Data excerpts
━━━

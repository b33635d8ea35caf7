// ABOUTME: Request identity resolution from bearer session tokens
// ABOUTME: Narrow seam over the excluded credential-issuance layer
//
// SPDX-License-Identifier: MIT OR Apache-2.0
// Copyright (c) 2025 Gutcheck

//! # Identity Resolution
//!
//! Credential issuance and verification belong to the surrounding auth layer;
//! this crate only needs "which user is this request". The [`IdentityResolver`]
//! trait is the seam: production resolves opaque bearer tokens against the
//! sessions table, tests substitute a fixed identity.

use async_trait::async_trait;
use axum::http::HeaderMap;
use uuid::Uuid;

use crate::database::UserManager;
use crate::errors::{AppError, AppResult};

/// Resolves the authenticated user for a request
#[async_trait]
pub trait IdentityResolver: Send + Sync {
    /// Resolve a bearer token to a user id
    ///
    /// # Errors
    ///
    /// Returns an auth error when the token is unknown, or a database error
    /// if the lookup fails.
    async fn resolve(&self, token: &str) -> AppResult<Uuid>;
}

/// Production resolver backed by the sessions table
pub struct SessionIdentityResolver {
    users: UserManager,
}

impl SessionIdentityResolver {
    /// Create a resolver over the given user manager
    #[must_use]
    pub const fn new(users: UserManager) -> Self {
        Self { users }
    }
}

#[async_trait]
impl IdentityResolver for SessionIdentityResolver {
    async fn resolve(&self, token: &str) -> AppResult<Uuid> {
        self.users
            .find_user_by_session(token)
            .await?
            .ok_or_else(|| AppError::auth_invalid("Unknown session token"))
    }
}

/// Extract the bearer token from an Authorization header
///
/// # Errors
///
/// Returns an auth-required error when the header is missing or not a bearer
/// scheme.
pub fn bearer_token(headers: &HeaderMap) -> AppResult<&str> {
    headers
        .get(axum::http::header::AUTHORIZATION)
        .and_then(|value| value.to_str().ok())
        .and_then(|value| value.strip_prefix("Bearer "))
        .filter(|token| !token.is_empty())
        .ok_or_else(AppError::auth_required)
}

━━━

- [INSTRUCTIONS TO FOLLOW]: The lines that contain the word "crate" are wanted; copy each of them from the records.

- [RESULT FOR THIS TASK]:
//! this crate only needs "which user is this request". The [`IdentityResolver`]
use crate::database::UserManager;
use crate::errors::{AppError, AppResult};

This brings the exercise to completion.